Cruise ship cuisine

Mariner of the SeasThe Mariner of the Seas is a big ship. It takes 15 minutes to walk around the entire circumference of the ship; that’s longer than it would take you to walk around a regulation FIFA football field.

And spread over nine levels it’s a high as it’s broad. A fully fitted, cruise ship it accommodates about 3800 guests and a crew of around 1200. That means the kitchen has to put out meals 15000 meals three times a day, not counting all-day nibbles. While that’s a task in itself, no one want to eat the same food every day on a 3-4 day voyage so to avoid repetition the chefs have to make sure they have a completely different menu every day.

This is logistically a mammoth task, considering that you can’t pop into the nearest market if you running short of supplies or some dishes are getting over. The chefs have to be extremely systematic while planning for each journey; right from indenting for supplies, making sure that there is no spoilage, ensuring food is cooked on time, appropriate portion control and finally making sure that your food appeals to a diverse customer base.

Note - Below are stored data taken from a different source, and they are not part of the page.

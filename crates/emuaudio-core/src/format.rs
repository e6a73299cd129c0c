//! PCM stream format and frame arithmetic.

#![allow(clippy::unwrap_used)] // Tests use unwrap for brevity

use crate::{Error, Result};
use serde::{Deserialize, Serialize};
use std::time::Duration;

/// Interleaved PCM stream layout.
///
/// A frame is one sample for every channel; byte counts handed to the ring
/// buffer are expected to be whole frames.
#[derive(Debug, Clone, Copy, Serialize, Deserialize, PartialEq, Eq)]
pub struct StreamFormat {
    pub sample_rate: u32,
    pub channels: u16,
    pub bytes_per_sample: u16,
}

impl StreamFormat {
    /// Native output of the emulated console: 41.667kHz stereo `i16`.
    pub const VIRTUAL_BOY: Self = Self::new(41_667, 2, 2);

    pub const fn new(sample_rate: u32, channels: u16, bytes_per_sample: u16) -> Self {
        Self {
            sample_rate,
            channels,
            bytes_per_sample,
        }
    }

    /// Bytes in one interleaved frame (channels × sample width).
    pub const fn bytes_per_frame(&self) -> usize {
        self.channels as usize * self.bytes_per_sample as usize
    }

    pub const fn frames_to_bytes(&self, frames: usize) -> usize {
        frames * self.bytes_per_frame()
    }

    /// Whole frames contained in `bytes`. A trailing partial frame is ignored.
    pub const fn bytes_to_frames(&self, bytes: usize) -> usize {
        match self.bytes_per_frame() {
            0 => 0,
            per_frame => bytes / per_frame,
        }
    }

    /// Round `bytes` down to a frame boundary.
    pub const fn align_to_frame(&self, bytes: usize) -> usize {
        self.frames_to_bytes(self.bytes_to_frames(bytes))
    }

    /// Byte length of a buffer holding `duration` of audio.
    ///
    /// The frame count is rounded to the nearest frame, so the result is
    /// always frame-aligned.
    pub fn buffer_length(&self, duration: Duration) -> usize {
        let frames = (f64::from(self.sample_rate) * duration.as_secs_f64()).round() as usize;
        self.frames_to_bytes(frames)
    }

    /// Playback time represented by `bytes` of audio.
    pub fn duration_of(&self, bytes: usize) -> Duration {
        if self.sample_rate == 0 {
            return Duration::ZERO;
        }
        let frames = self.bytes_to_frames(bytes) as f64;
        Duration::from_secs_f64(frames / f64::from(self.sample_rate))
    }

    /// Check that the format describes a playable stream.
    pub fn validate(&self) -> Result<()> {
        if self.sample_rate == 0 {
            return Err(Error::InvalidArgument("sample rate must be non-zero".into()));
        }
        if self.channels == 0 {
            return Err(Error::InvalidArgument("channel count must be non-zero".into()));
        }
        if self.bytes_per_sample != 2 {
            return Err(Error::UnsupportedFormat(format!(
                "{}-byte samples (only 16-bit PCM is supported)",
                self.bytes_per_sample
            )));
        }
        Ok(())
    }
}

impl Default for StreamFormat {
    fn default() -> Self {
        Self::VIRTUAL_BOY
    }
}
//! Error types for emuaudio.
//!
//! The ring buffer itself never fails; these errors cover the surfaces
//! around it (device setup, configuration, engine lifecycle).

#![allow(clippy::unwrap_used)] // Tests use unwrap for brevity

use thiserror::Error;

/// Result type alias using emuaudio's Error type.
pub type Result<T> = std::result::Result<T, Error>;

/// Main error type for emuaudio.
#[derive(Error, Debug)]
pub enum Error {
    // Device errors
    #[error("Audio output error: {0}")]
    AudioOutput(String),

    #[error("Unsupported audio format: {0}")]
    UnsupportedFormat(String),

    // Configuration errors
    #[error("Invalid configuration: {0}")]
    Config(String),

    #[error("Invalid argument: {0}")]
    InvalidArgument(String),

    // Lifecycle errors
    #[error("Invalid engine state: {0}")]
    InvalidState(String),

    #[error("Ring buffer is still referenced by {handles} other handle(s)")]
    BufferInUse { handles: usize },

    // IO errors
    #[error("IO error: {0}")]
    Io(#[from] std::io::Error),

    // Serialization errors
    #[error("JSON error: {0}")]
    Json(#[from] serde_json::Error),

    #[error("Internal error: {0}")]
    Internal(String),
}

impl Error {
    /// Returns true if the error came from the audio device or host.
    pub const fn is_device_error(&self) -> bool {
        matches!(self, Self::AudioOutput(_) | Self::UnsupportedFormat(_))
    }

    /// Returns true if the error was caused by bad configuration input.
    pub const fn is_config_error(&self) -> bool {
        matches!(
            self,
            Self::Config(_) | Self::InvalidArgument(_) | Self::Json(_)
        )
    }
}

#[cfg(test)]
mod tests {
    use super::*;

    #[test]
    fn test_error_classification() {
        assert!(Error::AudioOutput("no device".into()).is_device_error());
        assert!(Error::UnsupportedFormat("u8".into()).is_device_error());
        assert!(!Error::Config("bad".into()).is_device_error());

        assert!(Error::Config("bad".into()).is_config_error());
        assert!(Error::InvalidArgument("zero".into()).is_config_error());
        assert!(!Error::BufferInUse { handles: 1 }.is_config_error());
    }

    #[test]
    fn test_error_display() {
        let err = Error::BufferInUse { handles: 2 };
        assert_eq!(
            err.to_string(),
            "Ring buffer is still referenced by 2 other handle(s)"
        );

        let err = Error::AudioOutput("stream died".into());
        assert_eq!(err.to_string(), "Audio output error: stream died");
    }

    #[test]
    fn test_json_error_converts() {
        let json_err = serde_json::from_str::<u32>("not json").unwrap_err();
        let err: Error = json_err.into();
        assert!(err.is_config_error());
    }
}
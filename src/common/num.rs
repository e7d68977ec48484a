//! Canonical number formatting for XML attributes and cell values.
//!
//! Integers are written without a trailing `.0` and other finite values use the
//! shortest representation that round-trips, so equal models render equal bytes.

/// Append a float in canonical form.
#[inline]
pub fn push_f64(out: &mut String, value: f64) {
    if value == 0.0 {
        // Also folds negative zero
        out.push('0');
    } else if value.fract() == 0.0 && value.abs() < 1e15 {
        let mut buffer = itoa::Buffer::new();
        out.push_str(buffer.format(value as i64));
    } else {
        let mut buffer = ryu::Buffer::new();
        out.push_str(buffer.format(value));
    }
}

/// Format a float in canonical form.
#[inline]
pub fn fmt_f64(value: f64) -> String {
    let mut out = String::with_capacity(24);
    push_f64(&mut out, value);
    out
}

/// Append an integer.
#[inline]
pub fn push_int<I: itoa::Integer>(out: &mut String, value: I) {
    let mut buffer = itoa::Buffer::new();
    out.push_str(buffer.format(value));
}

#[cfg(test)]
mod tests {
    use super::*;

    #[test]
    fn test_integers_have_no_fraction() {
        assert_eq!(fmt_f64(45444.0), "45444");
        assert_eq!(fmt_f64(-3.0), "-3");
        assert_eq!(fmt_f64(-0.0), "0");
    }

    #[test]
    fn test_fractions_are_shortest() {
        assert_eq!(fmt_f64(0.5), "0.5");
        assert_eq!(fmt_f64(1.1), "1.1");
        assert_eq!(fmt_f64(9.140625), "9.140625");
    }

    #[test]
    fn test_push_int() {
        let mut s = String::from("id=");
        push_int(&mut s, 164u32);
        assert_eq!(s, "id=164");
    }
}
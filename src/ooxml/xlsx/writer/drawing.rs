//! DrawingML part (`xl/drawings/drawingN.xml`) generation.
//!
//! Floating images and charts of one worksheet share one drawing part. Each
//! object is written as an `xdr:twoCellAnchor`.

use crate::common::unit::px_to_emu;
use crate::common::xml::{XML_DECLARATION, escape_xml};
use crate::ooxml::error::Result;
use crate::ooxml::xlsx::drawing::{AnchorCell, DrawingAnchor};
use crate::ooxml::xlsx::image::ObjectMovement;
use std::fmt::Write as FmtWrite;

/// What a drawing object shows.
#[derive(Debug, Clone, PartialEq)]
pub(crate) enum DrawingKind {
    Picture { r_id: String, decorative: bool },
    Chart { r_id: String },
}

/// One resolved object of a drawing part.
#[derive(Debug, Clone, PartialEq)]
pub(crate) struct DrawingObject {
    pub anchor: DrawingAnchor,
    pub movement: ObjectMovement,
    pub name: String,
    pub description: String,
    pub kind: DrawingKind,
}

/// Generate the drawing XML for `objects` in insertion order.
pub(crate) fn drawing_xml(objects: &[DrawingObject]) -> Result<String> {
    let mut xml = String::with_capacity(1024 + objects.len() * 1024);
    xml.push_str(XML_DECLARATION);
    xml.push_str(r#"<xdr:wsDr xmlns:xdr="http://schemas.openxmlformats.org/drawingml/2006/spreadsheetDrawing" xmlns:a="http://schemas.openxmlformats.org/drawingml/2006/main">"#);

    for (index, object) in objects.iter().enumerate() {
        // Shape id 1 is the drawing itself
        let shape_id = index + 2;

        xml.push_str("<xdr:twoCellAnchor");
        if let Some(edit_as) = object.movement.edit_as() {
            write!(xml, r#" editAs="{}""#, edit_as)?;
        }
        xml.push('>');

        write_anchor_cell(&mut xml, "xdr:from", &object.anchor.from)?;
        write_anchor_cell(&mut xml, "xdr:to", &object.anchor.to)?;

        match &object.kind {
            DrawingKind::Picture { r_id, decorative } => {
                write_picture(&mut xml, object, shape_id, r_id, *decorative)?
            },
            DrawingKind::Chart { r_id } => write_graphic_frame(&mut xml, object, shape_id, r_id)?,
        }

        xml.push_str("<xdr:clientData/></xdr:twoCellAnchor>");
    }

    xml.push_str("</xdr:wsDr>");
    Ok(xml)
}

fn write_anchor_cell(xml: &mut String, tag: &str, cell: &AnchorCell) -> Result<()> {
    write!(
        xml,
        "<{tag}><xdr:col>{}</xdr:col><xdr:colOff>{}</xdr:colOff><xdr:row>{}</xdr:row><xdr:rowOff>{}</xdr:rowOff></{tag}>",
        cell.col,
        cell.col_offset_emu(),
        cell.row,
        cell.row_offset_emu(),
    )?;
    Ok(())
}

fn write_non_visual_props(
    xml: &mut String,
    object: &DrawingObject,
    shape_id: usize,
    decorative: bool,
) -> Result<()> {
    write!(
        xml,
        r#"<xdr:cNvPr id="{}" name="{}""#,
        shape_id,
        escape_xml(&object.name)
    )?;
    if !object.description.is_empty() && !decorative {
        write!(xml, r#" descr="{}""#, escape_xml(&object.description))?;
    }

    if decorative {
        xml.push_str(r#"><a:extLst><a:ext uri="{C183D7F6-B498-43B3-948B-1728B52AA6E4}"><adec:decorative xmlns:adec="http://schemas.microsoft.com/office/drawing/2017/decorative" val="1"/></a:ext></a:extLst></xdr:cNvPr>"#);
    } else {
        xml.push_str("/>");
    }
    Ok(())
}

fn write_picture(
    xml: &mut String,
    object: &DrawingObject,
    shape_id: usize,
    r_id: &str,
    decorative: bool,
) -> Result<()> {
    xml.push_str("<xdr:pic><xdr:nvPicPr>");
    write_non_visual_props(xml, object, shape_id, decorative)?;
    xml.push_str(r#"<xdr:cNvPicPr><a:picLocks noChangeAspect="1"/></xdr:cNvPicPr></xdr:nvPicPr>"#);

    write!(
        xml,
        r#"<xdr:blipFill><a:blip xmlns:r="http://schemas.openxmlformats.org/officeDocument/2006/relationships" r:embed="{}"/><a:stretch><a:fillRect/></a:stretch></xdr:blipFill>"#,
        r_id
    )?;

    let anchor = &object.anchor;
    write!(
        xml,
        r#"<xdr:spPr><a:xfrm><a:off x="{}" y="{}"/><a:ext cx="{}" cy="{}"/></a:xfrm><a:prstGeom prst="rect"><a:avLst/></a:prstGeom></xdr:spPr></xdr:pic>"#,
        px_to_emu(anchor.x_abs),
        px_to_emu(anchor.y_abs),
        px_to_emu(anchor.width),
        px_to_emu(anchor.height),
    )?;
    Ok(())
}

fn write_graphic_frame(
    xml: &mut String,
    object: &DrawingObject,
    shape_id: usize,
    r_id: &str,
) -> Result<()> {
    xml.push_str(r#"<xdr:graphicFrame macro=""><xdr:nvGraphicFramePr>"#);
    write_non_visual_props(xml, object, shape_id, false)?;
    xml.push_str("<xdr:cNvGraphicFramePr/></xdr:nvGraphicFramePr>");
    xml.push_str(r#"<xdr:xfrm><a:off x="0" y="0"/><a:ext cx="0" cy="0"/></xdr:xfrm>"#);
    write!(
        xml,
        r#"<a:graphic><a:graphicData uri="http://schemas.openxmlformats.org/drawingml/2006/chart"><c:chart xmlns:c="http://schemas.openxmlformats.org/drawingml/2006/chart" xmlns:r="http://schemas.openxmlformats.org/officeDocument/2006/relationships" r:id="{}"/></a:graphicData></a:graphic></xdr:graphicFrame>"#,
        r_id
    )?;
    Ok(())
}

#[cfg(test)]
mod tests {
    use super::*;
    use crate::ooxml::xlsx::drawing::GridMetrics;
    use crate::ooxml::xlsx::reference::{ColNum, RowNum};

    struct Grid;

    impl GridMetrics for Grid {
        fn column_width_px(&self, _col: ColNum) -> u32 {
            64
        }

        fn row_height_px(&self, _row: RowNum) -> u32 {
            20
        }
    }

    fn picture(movement: ObjectMovement, decorative: bool) -> DrawingObject {
        DrawingObject {
            anchor: DrawingAnchor::resolve(&Grid, 1, 2, 0.0, 0.0, 100.0, 50.0),
            movement,
            name: "Picture 1".to_string(),
            description: "logo.png".to_string(),
            kind: DrawingKind::Picture {
                r_id: "rId1".to_string(),
                decorative,
            },
        }
    }

    #[test]
    fn test_picture_anchor() {
        let xml = drawing_xml(&[picture(ObjectMovement::MoveAndSizeWithCells, false)]).unwrap();
        assert!(xml.contains("<xdr:twoCellAnchor><xdr:from><xdr:col>2</xdr:col><xdr:colOff>0</xdr:colOff><xdr:row>1</xdr:row><xdr:rowOff>0</xdr:rowOff></xdr:from>"));
        // 100px from column 2 ends 36px into column 3; 50px from row 1 ends 10px into row 3.
        assert!(xml.contains("<xdr:to><xdr:col>3</xdr:col><xdr:colOff>342900</xdr:colOff><xdr:row>3</xdr:row><xdr:rowOff>95250</xdr:rowOff></xdr:to>"));
        assert!(xml.contains(r#"<xdr:cNvPr id="2" name="Picture 1" descr="logo.png"/>"#));
        assert!(xml.contains(r#"<a:off x="1219200" y="190500"/><a:ext cx="952500" cy="476250"/>"#));
        assert!(xml.contains(r#"r:embed="rId1""#));
    }

    #[test]
    fn test_edit_as_and_decorative() {
        let xml = drawing_xml(&[picture(ObjectMovement::DontMoveOrSizeWithCells, true)]).unwrap();
        assert!(xml.contains(r#"<xdr:twoCellAnchor editAs="absolute">"#));
        assert!(xml.contains(r#"<adec:decorative xmlns:adec="http://schemas.microsoft.com/office/drawing/2017/decorative" val="1"/>"#));
        assert!(!xml.contains("descr="));
    }

    #[test]
    fn test_chart_frame() {
        let chart = DrawingObject {
            kind: DrawingKind::Chart {
                r_id: "rId2".to_string(),
            },
            name: "Chart 1".to_string(),
            description: String::new(),
            ..picture(ObjectMovement::MoveAndSizeWithCells, false)
        };
        let xml = drawing_xml(&[picture(ObjectMovement::MoveButDontSizeWithCells, false), chart]).unwrap();
        assert!(xml.contains(r#"<xdr:twoCellAnchor editAs="oneCell">"#));
        assert!(xml.contains(r#"<xdr:cNvPr id="3" name="Chart 1"/>"#));
        assert!(xml.contains(r#"<c:chart xmlns:c="http://schemas.openxmlformats.org/drawingml/2006/chart" xmlns:r="http://schemas.openxmlformats.org/officeDocument/2006/relationships" r:id="rId2"/>"#));
    }
}
fn write_data_labels<W: Write>(writer: &mut W, label: &ChartDataLabel) -> std::io::Result<()> {
    write!(writer, "<c:dLbls>")?;

    if let Some(num_format) = &label.num_format {
        write!(
            writer,
            r#"<c:numFmt formatCode="{}" sourceLinked="0"/>"#,
            escape_xml(num_format)
        )?;
    }
    write_shape_properties(writer, &label.format)?;
    if label.font.is_some() {
        write_text_properties(writer, label.font.as_ref(), None, false)?;
    }
    if let Some(position) = label.position {
        write!(writer, r#"<c:dLblPos val="{}"/>"#, position.xml_value())?;
    }

    let flag = |on: bool| if on { "1" } else { "0" };
    write!(writer, r#"<c:showLegendKey val="{}"/>"#, flag(label.show_legend_key))?;
    write!(
        writer,
        r#"<c:showVal val="{}"/>"#,
        flag(label.show_value || label.shows_nothing())
    )?;
    write!(writer, r#"<c:showCatName val="{}"/>"#, flag(label.show_category_name))?;
    write!(writer, r#"<c:showSerName val="{}"/>"#, flag(label.show_series_name))?;
    write!(writer, r#"<c:showPercent val="{}"/>"#, flag(label.show_percentage))?;
    write!(writer, r#"<c:showBubbleSize val="0"/>"#)?;

    write!(writer, "</c:dLbls>")?;
    Ok(())
}

fn write_string_ref<W: Write>(writer: &mut W, range: &ChartRange) -> std::io::Result<()> {
    write!(writer, "<c:strRef>")?;
    write!(writer, "<c:f>{}</c:f>", escape_xml(&range.formula()))?;

    let values: Vec<String> = match &range.cache {
        RangeCache::Empty => Vec::new(),
        RangeCache::Strings(values) => values.clone(),
        RangeCache::Numbers(values) => values
            .iter()
            .map(|v| v.map(fmt_f64).unwrap_or_default())
            .collect(),
    };

    if !values.is_empty() {
        write!(writer, "<c:strCache>")?;
        write!(writer, r#"<c:ptCount val="{}"/>"#, values.len())?;
        for (i, val) in values.iter().enumerate() {
            write!(
                writer,
                r#"<c:pt idx="{}"><c:v>{}</c:v></c:pt>"#,
                i,
                escape_xml(val)
            )?;
        }
        write!(writer, "</c:strCache>")?;
    }

    write!(writer, "</c:strRef>")?;

    Ok(())
}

Breakfast at Windjammer Cafe, Mariner of the Seas
Breakfast at Windjammer Cafe

On the Mariner of the Seas, the guests on board came from across Asia including Indonesia, India, China, Vietnam, Singapore and Australia. Both dietary preferences and tastes can vary widely. While most Asians are beef eaters, they like their food very lightly spiced. Indians tend to eat more vegetables and want strongly flavoured food; balancing out the menu can be tricky but Royal Caribbean, which runs the Mariner of the Seas, has turned it into a science.

I got a sense of the scale of the operation from the meals Windjammer Café, the ship’s complimentary multi-cuisine restaurant. Almost everyone has their breakfast and lunch at this buffet-style restaurant at the top-level of the ship. The spread is so huge that at lunch one day I decided to count the dishes that had been laid out. It came to – including accompaniments, condiments, sauces and breads – an amazing 150 dishes. That’s almost three times the size of an average five-star coffee-shop buffet. Of the entire spread about 10% was purely Indian, but there was more than enough for the pure vegetarian to choose from. 


A ship this size has to offer multiple dining options, so apart from Windjammer there was the 24-hour Café Promenade for sandwiches and snacks. There were two speciality restaurants: Giovanni’s Table which serve Italian and Chops Grille which is an American-style steak House. There’s also an outlet of burger chain Johnny Rockets and Ben & Jerry’s ice cream. Giovanni’s did some excellent antipasti, at Chops Grille I had one of the best filet mignon steaks I’ve had in a long time and Johnny Rockets, where the crew comes relax, I had a classic beefy cheeseburger.